Nobody believes Bart is involved especially his overprotective mother (Helen Hunt). The lone exception is the suspicious Detective Espada (John Leguizamo going through the motions). He doesn’t buy Bart’s simplistic and straightforward explanation. Bart’s sympathetic boss transfers him to another hotel across town where he picks up where he left off. Enter Andrea Rivera, the femme fatale played by a sizzling Ana de Armas. She checks in one night and Bart is instantly smitten. But (obviously) there is something mysterious about her which Bart’s cameras soon reveal. Meanwhile the detective stays on his prime suspect, confident he is hiding something.

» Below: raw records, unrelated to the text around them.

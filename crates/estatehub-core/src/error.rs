// Rust guideline compliant 2026-10-12

//! Error types for the EstateHub core library.

use crate::models::RecordKind;
use crate::schema::FieldType;
use thiserror::Error;

/// Result type alias for EstateHub core operations.
pub type Result<T> = std::result::Result<T, Error>;

/// A malformed filter, sort or page request, or an unparseable value.
///
/// Always a caller bug and always recoverable by correcting the request.
#[derive(Debug, Clone, PartialEq, Error)]
pub enum ValidationError {
    /// The field does not exist on this record kind.
    #[error("Unknown field '{field}' for {kind}")]
    UnknownField {
        /// Record kind the request was built for.
        kind: RecordKind,
        /// Offending field name.
        field: String,
    },

    /// The field exists but cannot be filtered on.
    #[error("Field '{field}' of {kind} is not filterable")]
    NotFilterable {
        /// Record kind the request was built for.
        kind: RecordKind,
        /// Offending field name.
        field: String,
    },

    /// The field exists but cannot be sorted on.
    #[error("Field '{field}' of {kind} is not sortable")]
    NotSortable {
        /// Record kind the request was built for.
        kind: RecordKind,
        /// Offending field name.
        field: String,
    },

    /// The field exists but is not part of free-text search.
    #[error("Field '{field}' of {kind} is not searchable")]
    NotSearchable {
        /// Record kind the request was built for.
        kind: RecordKind,
        /// Offending field name.
        field: String,
    },

    /// The predicate or value does not fit the field's type.
    #[error("Field '{field}' is {expected}; {detail}")]
    TypeMismatch {
        /// Offending field name.
        field: String,
        /// Declared type of the field.
        expected: FieldType,
        /// What was attempted.
        detail: String,
    },

    /// A range whose lower bound lies above its upper bound.
    #[error("Empty range on field '{field}': lower bound exceeds upper bound")]
    EmptyRange {
        /// Offending field name.
        field: String,
    },

    /// Negative page index or non-positive page size.
    #[error("Invalid page request: {0}")]
    InvalidPage(String),

    /// Unknown record kind name.
    #[error("Unknown record kind: {0}")]
    UnknownKind(String),

    /// Value not in the kind's status enum.
    #[error("Unknown {kind} status: {value}")]
    UnknownStatus {
        /// Record kind whose status space was searched.
        kind: RecordKind,
        /// Offending value.
        value: String,
    },

    /// A value that cannot be parsed for its field.
    #[error("Invalid value '{value}' for field '{field}': {reason}")]
    InvalidValue {
        /// Field the value was meant for.
        field: String,
        /// Offending value.
        value: String,
        /// Why parsing failed.
        reason: String,
    },

    /// The field is not an unconditional boolean toggle.
    #[error("Field '{field}' of {kind} cannot be toggled")]
    NotToggleable {
        /// Record kind of the target record.
        kind: RecordKind,
        /// Offending field name.
        field: String,
    },

    /// A schema loaded from configuration does not fit the record kind.
    #[error("Invalid schema for {kind}: {reason}")]
    InvalidSchema {
        /// Record kind the schema was declared for.
        kind: RecordKind,
        /// Why the schema was rejected.
        reason: String,
    },

    /// A filter and a sort built for different record kinds.
    #[error("Cannot sort a {filter} query by a {sort} field")]
    KindMismatch {
        /// Kind the filter targets.
        filter: RecordKind,
        /// Kind the sort targets.
        sort: RecordKind,
    },
}

/// A requested status change that violates the transition policy.
#[derive(Debug, Clone, PartialEq, Eq, Error)]
pub enum LifecycleError {
    /// The `(from, to)` pair is not in the kind's transition table.
    #[error("Cannot transition {kind} from '{from}' to '{to}'")]
    InvalidTransition {
        /// Record kind of the target record.
        kind: RecordKind,
        /// Current status.
        from: String,
        /// Requested status.
        to: String,
    },

    /// The requested status equals the current status.
    #[error("{kind} is already '{status}'")]
    NoOpTransition {
        /// Record kind of the target record.
        kind: RecordKind,
        /// Current (and requested) status.
        status: String,
    },
}

/// Error types for EstateHub core operations.
#[derive(Debug, Error)]
pub enum Error {
    /// Request validation failed.
    #[error("Validation error: {0}")]
    Validation(#[from] ValidationError),

    /// Status transition rejected.
    #[error("Lifecycle error: {0}")]
    Lifecycle(#[from] LifecycleError),

    /// Configuration could not be parsed or failed validation.
    #[error("Invalid configuration: {0}")]
    Config(String),

    /// IO error occurred.
    #[error("IO error: {0}")]
    Io(#[from] std::io::Error),

    /// JSON serialization/deserialization error.
    #[error("JSON error: {0}")]
    Json(#[from] serde_json::Error),
}
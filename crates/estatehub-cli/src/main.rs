// Rust guideline compliant 2026-10-12

//! EstateHub CLI Application
//!
//! Command-line console for EstateHub listings, inquiries and accounts.

use clap::Parser;
use estatehub_app::{CatalogOptions, ListOptions, RepoContext};
use estatehub_cli::{commands, create_formatter, should_use_color, OutputFormatter};
use estatehub_core::OutputFormat as ConfigFormat;
use tracing_subscriber::EnvFilter;

#[derive(Parser, Debug)]
#[command(
    name = "estate",
    version,
    about = "EstateHub: listing and lead management",
    long_about = "EstateHub manages property listings, inquiries, user accounts and amenities. Records live in .estatehub/records.jsonl; filtering, sorting, paging and status transitions follow .estatehub/config.toml.",
    after_help = "Examples:\n  estate init\n  estate list listing --where 'price<=800000' --sort price --desc\n  estate list inquiry --search alice --in name,email\n  estate catalog --type villa --price 1000000+ --sort price-high\n  estate targets listing 3\n  estate transition inquiry 7 contacted\n  estate toggle listing 3 featured\n  estate role 4 agent\n"
)]
struct Cli {
    /// Enable JSON output
    #[arg(long, global = true)]
    json: bool,

    /// Output format (defaults to the configured format)
    #[arg(long, value_enum, global = true)]
    format: Option<OutputFormat>,

    /// Disable colored output
    #[arg(long, global = true)]
    no_color: bool,

    /// Enable debug logging on stderr
    #[arg(short, long, global = true)]
    verbose: bool,

    /// Emit log events as JSON lines
    #[arg(long, global = true)]
    log_json: bool,

    #[command(subcommand)]
    command: Option<Commands>,
}

#[derive(Debug, Clone, Copy, clap::ValueEnum)]
enum OutputFormat {
    Json,
    Table,
    Plain,
}

#[derive(Debug, clap::Subcommand)]
enum Commands {
    /// Initialize a new EstateHub repository
    Init,

    /// List records of one kind
    List {
        /// Record kind: listing, inquiry, account or amenity
        kind: String,

        /// Case-insensitive text to search for
        #[arg(long)]
        search: Option<String>,

        /// Fields to search (defaults to every searchable field)
        #[arg(long = "in", value_delimiter = ',')]
        search_fields: Vec<String>,

        /// Filter clause such as 'price<=800000' or 'status=available'
        #[arg(long = "where")]
        clauses: Vec<String>,

        /// Sort field (defaults to created_at, newest first)
        #[arg(long)]
        sort: Option<String>,

        /// Sort descending
        #[arg(long)]
        desc: bool,

        /// Zero-based page index
        #[arg(long, default_value_t = 0)]
        page: usize,

        /// Page size (defaults to the configured page size)
        #[arg(long)]
        size: Option<usize>,
    },

    /// Show the public catalog of available listings
    Catalog {
        /// Case-insensitive text to search for
        #[arg(long)]
        search: Option<String>,

        /// Property type facet, or 'all'
        #[arg(long = "type")]
        property_type: Option<String>,

        /// Price bucket: LOW-HIGH, LOW+ or 'all'
        #[arg(long)]
        price: Option<String>,

        /// Sort preset: newest, price-low, price-high or area
        #[arg(long)]
        sort: Option<String>,

        /// Zero-based page index
        #[arg(long, default_value_t = 0)]
        page: usize,

        /// Page size (defaults to the configured page size)
        #[arg(long)]
        size: Option<usize>,
    },

    /// Show one record
    Show {
        /// Record kind
        kind: String,

        /// Record ID
        id: String,
    },

    /// Show the statuses a record may move to
    Targets {
        /// Record kind
        kind: String,

        /// Record ID
        id: String,
    },

    /// Move a record to a new status
    Transition {
        /// Record kind
        kind: String,

        /// Record ID
        id: String,

        /// Target status
        status: String,
    },

    /// Flip a boolean flag (featured, email_verified)
    Toggle {
        /// Record kind
        kind: String,

        /// Record ID
        id: String,

        /// Flag field name
        field: String,
    },

    /// Change an account's role
    Role {
        /// Account ID
        id: String,

        /// New role: admin, agent or viewer
        role: String,
    },
}

fn init_tracing(verbose: bool, json: bool) {
    let default_level = if verbose { "debug" } else { "warn" };
    let filter = EnvFilter::try_from_env("ESTATEHUB_LOG")
        .unwrap_or_else(|_| EnvFilter::new(default_level));

    let builder = tracing_subscriber::fmt()
        .with_env_filter(filter)
        .with_target(false)
        .with_writer(std::io::stderr);

    let result = if json {
        tracing::subscriber::set_global_default(builder.json().finish())
    } else {
        tracing::subscriber::set_global_default(builder.finish())
    };
    if let Err(e) = result {
        eprintln!("Failed to set tracing subscriber: {e}");
    }
}

/// Picks the output format: flags first, then the repository config.
fn resolve_format(cli: &Cli) -> &'static str {
    match cli.format {
        Some(OutputFormat::Json) => return "json",
        Some(OutputFormat::Table) => return "table",
        Some(OutputFormat::Plain) => return "plain",
        None if cli.json => return "json",
        None => {}
    }

    let configured = RepoContext::discover(None)
        .and_then(|repo| repo.load_config())
        .map(|config| config.output_format);
    match configured {
        Ok(ConfigFormat::Json) => "json",
        Ok(ConfigFormat::Plain) => "plain",
        Ok(ConfigFormat::Table) | Err(_) => "table",
    }
}

fn run(command: Commands, formatter: &dyn OutputFormatter) -> anyhow::Result<()> {
    match command {
        Commands::Init => commands::init::execute(formatter),
        Commands::List {
            kind,
            search,
            search_fields,
            clauses,
            sort,
            desc,
            page,
            size,
        } => commands::list::execute(
            kind,
            ListOptions {
                search,
                search_fields,
                clauses,
                sort,
                descending: desc,
                page,
                size,
            },
            formatter,
        ),
        Commands::Catalog {
            search,
            property_type,
            price,
            sort,
            page,
            size,
        } => commands::catalog::execute(
            CatalogOptions {
                search,
                property_type,
                price,
                sort,
                page,
                size,
            },
            formatter,
        ),
        Commands::Show { kind, id } => commands::show::execute(kind, id, formatter),
        Commands::Targets { kind, id } => commands::targets::execute(kind, id, formatter),
        Commands::Transition { kind, id, status } => {
            commands::transition::execute(kind, id, status, formatter)
        }
        Commands::Toggle { kind, id, field } => {
            commands::toggle::execute(kind, id, field, formatter)
        }
        Commands::Role { id, role } => commands::role::execute(id, role, formatter),
    }
}

fn main() -> anyhow::Result<()> {
    let cli = Cli::parse();
    init_tracing(cli.verbose, cli.log_json);

    let use_color = !cli.no_color && should_use_color();
    let format = resolve_format(&cli);
    let formatter = create_formatter(format, use_color);
    tracing::debug!(format, use_color, "output configured");

    let Some(command) = cli.command else {
        println!("Use --help for usage information");
        return Ok(());
    };

    if let Err(error) = run(command, formatter.as_ref()) {
        if format == "json" {
            println!("{}", formatter.format_error(&error));
        } else {
            eprintln!("{}", formatter.format_error(&error));
        }
        std::process::exit(1);
    }

    Ok(())
}
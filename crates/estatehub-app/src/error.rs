// Rust guideline compliant 2026-10-12

//! Error handling for EstateHub application services.

use estatehub_core::{Error as CoreError, LifecycleError, RecordKind, ValidationError};
use serde::Serialize;
use std::path::PathBuf;
use thiserror::Error;

/// Result type alias for application-level operations.
pub type Result<T> = std::result::Result<T, AppError>;

/// Stable error codes for command and envelope responses.
#[derive(Debug, Clone, Copy, PartialEq, Eq, Serialize)]
#[serde(rename_all = "snake_case")]
pub enum ErrorCode {
    /// The requested record was not found.
    NotFound,
    /// The requested status change is not in the transition table.
    InvalidTransition,
    /// The requested status equals the current status.
    NoOpTransition,
    /// A filter, sort, page or value failed validation.
    ValidationError,
    /// The configuration file is malformed.
    ConfigError,
    /// IO failure while reading or writing repository data.
    IoError,
    /// The repository has not been initialized.
    RepoNotInitialized,
    /// The request included invalid inputs.
    InvalidInput,
    /// JSON serialization or parsing failed.
    JsonError,
    /// A stored record line cannot be read back.
    CorruptRecord,
}

/// Application-level errors with stable mapping to error codes.
#[derive(Debug, Error)]
pub enum AppError {
    /// Repository is missing or not initialized.
    #[error("EstateHub repository not initialized at {path}. Run 'estate init' first.")]
    RepoNotInitialized {
        /// Path where `.estatehub` was expected.
        path: PathBuf,
    },

    /// No record of the kind has the id.
    #[error("No {kind} with id '{id}'")]
    NotFound {
        /// Record kind searched.
        kind: RecordKind,
        /// Requested id.
        id: String,
    },

    /// Invalid input was provided by the caller.
    #[error("Invalid input: {0}")]
    InvalidInput(String),

    /// A line in the record store does not parse; writes are refused.
    #[error("Malformed record at {}:{line}: {reason}", path.display())]
    CorruptRecord {
        /// Record store file.
        path: PathBuf,
        /// One-based line number.
        line: usize,
        /// Parser message.
        reason: String,
    },

    /// Error from core library operations.
    #[error(transparent)]
    Core(#[from] CoreError),

    /// IO error not represented by core errors.
    #[error(transparent)]
    Io(#[from] std::io::Error),
}

impl From<ValidationError> for AppError {
    fn from(error: ValidationError) -> Self {
        AppError::Core(error.into())
    }
}

impl From<LifecycleError> for AppError {
    fn from(error: LifecycleError) -> Self {
        AppError::Core(error.into())
    }
}

impl From<serde_json::Error> for AppError {
    fn from(error: serde_json::Error) -> Self {
        AppError::Core(error.into())
    }
}

impl AppError {
    /// Returns a stable error code for the error.
    #[must_use]
    pub fn code(&self) -> ErrorCode {
        match self {
            AppError::RepoNotInitialized { .. } => ErrorCode::RepoNotInitialized,
            AppError::NotFound { .. } => ErrorCode::NotFound,
            AppError::InvalidInput(_) => ErrorCode::InvalidInput,
            AppError::CorruptRecord { .. } => ErrorCode::CorruptRecord,
            AppError::Io(_) => ErrorCode::IoError,
            AppError::Core(core) => match core {
                CoreError::Validation(_) => ErrorCode::ValidationError,
                CoreError::Lifecycle(LifecycleError::InvalidTransition { .. }) => {
                    ErrorCode::InvalidTransition
                }
                CoreError::Lifecycle(LifecycleError::NoOpTransition { .. }) => {
                    ErrorCode::NoOpTransition
                }
                CoreError::Config(_) => ErrorCode::ConfigError,
                CoreError::Io(_) => ErrorCode::IoError,
                CoreError::Json(_) => ErrorCode::JsonError,
            },
        }
    }

    /// Returns structured details for errors that benefit from extra context.
    #[must_use]
    pub fn details(&self) -> Option<serde_json::Value> {
        match self {
            AppError::RepoNotInitialized { path } => Some(serde_json::json!({
                "path": path,
            })),
            AppError::CorruptRecord { path, line, .. } => Some(serde_json::json!({
                "path": path,
                "line": line,
            })),
            AppError::NotFound { kind, id } => Some(serde_json::json!({
                "kind": kind,
                "id": id,
            })),
            AppError::Core(CoreError::Lifecycle(LifecycleError::InvalidTransition {
                kind,
                from,
                to,
            })) => Some(serde_json::json!({
                "kind": kind,
                "from": from,
                "to": to,
            })),
            AppError::Core(CoreError::Validation(
                ValidationError::UnknownField { kind, field }
                | ValidationError::NotFilterable { kind, field }
                | ValidationError::NotSortable { kind, field }
                | ValidationError::NotSearchable { kind, field },
            )) => Some(serde_json::json!({
                "kind": kind,
                "field": field,
            })),
            _ => None,
        }
    }
}

#[cfg(test)]
mod tests {
    use super::*;

    #[test]
    fn test_lifecycle_codes_are_distinct() {
        let invalid: AppError = LifecycleError::InvalidTransition {
            kind: RecordKind::Listing,
            from: "sold".to_string(),
            to: "available".to_string(),
        }
        .into();
        let no_op: AppError = LifecycleError::NoOpTransition {
            kind: RecordKind::Listing,
            status: "sold".to_string(),
        }
        .into();

        assert_eq!(invalid.code(), ErrorCode::InvalidTransition);
        assert_eq!(no_op.code(), ErrorCode::NoOpTransition);
        assert_eq!(invalid.details().unwrap()["from"], "sold");
        assert!(no_op.details().is_none());
    }

    #[test]
    fn test_validation_details_name_field() {
        let error: AppError = ValidationError::NotSortable {
            kind: RecordKind::Inquiry,
            field: "message".to_string(),
        }
        .into();
        assert_eq!(error.code(), ErrorCode::ValidationError);
        assert_eq!(error.details().unwrap()["field"], "message");
    }
}
// Rust guideline compliant 2026-10-12

//! EstateHub CLI library.
//!
//! This library exposes the CLI modules for use in tests and external code.

pub mod commands;
pub mod output;
pub mod terminal;

pub use output::{create_formatter, format_price, OutputFormatter};
pub use terminal::{get_terminal_width, should_use_color, wrap_text};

Does Bart know more than he’s letting on? Who is the killer? Does Andrea have some kind of connection? The pieces slowly and mechanically start coming together yet there is nothing especially thrilling about the mystery. Instead it’s the characters who keep our attention, specifically Bart and Andrea. Their interactions always seem to unveil something new while never revealing everything. One of them is always hiding something from the other. The characters turn out to be more interesting than the web they’re caught up in.
You get the feeling this was intended to be a breakout dramatic role for Sheridan and he’s impressive. He gives a hard-working performance that pays a lot of attention to the details. And you can’t help but notice the time and research he put into it. Most importantly he does it without the performance falling into caricature. I don’t feel like I’m qualified to fully review its accuracies, but it is an earnest portrayal that doesn’t belittle people with Asperger’s.
While Sheridan is good, it’s Ana de Armas who steals the show. She was cast here before her star-making turn in “Knives Out”, but you can see why she has become such a captivating actress. She does several interesting things with a character who could have easily been your garden-variety enigmatic beauty. She shows compassion and elicits sympathy yet there is always something cryptic and impenetrable about Andrea. Her performance creates more mystery than the script itself.
“The Night Clerk” is an enigma in itself. It’s hard to gauge its convictions or tell where it lands. Take Bart and his ‘surveilling‘ of hotel guests. I’m still not sure if the movie wants us to wrestle with it or give him a pass. It’s mainly due to the film playing everything so aggressively down the middle. Still it has enough meat on its bones and two reasonably compelling characters to keep your engaged. Ultimately, as thrillers go you could do a lot worse. At the same time you can’t help but think this could have been a lot better.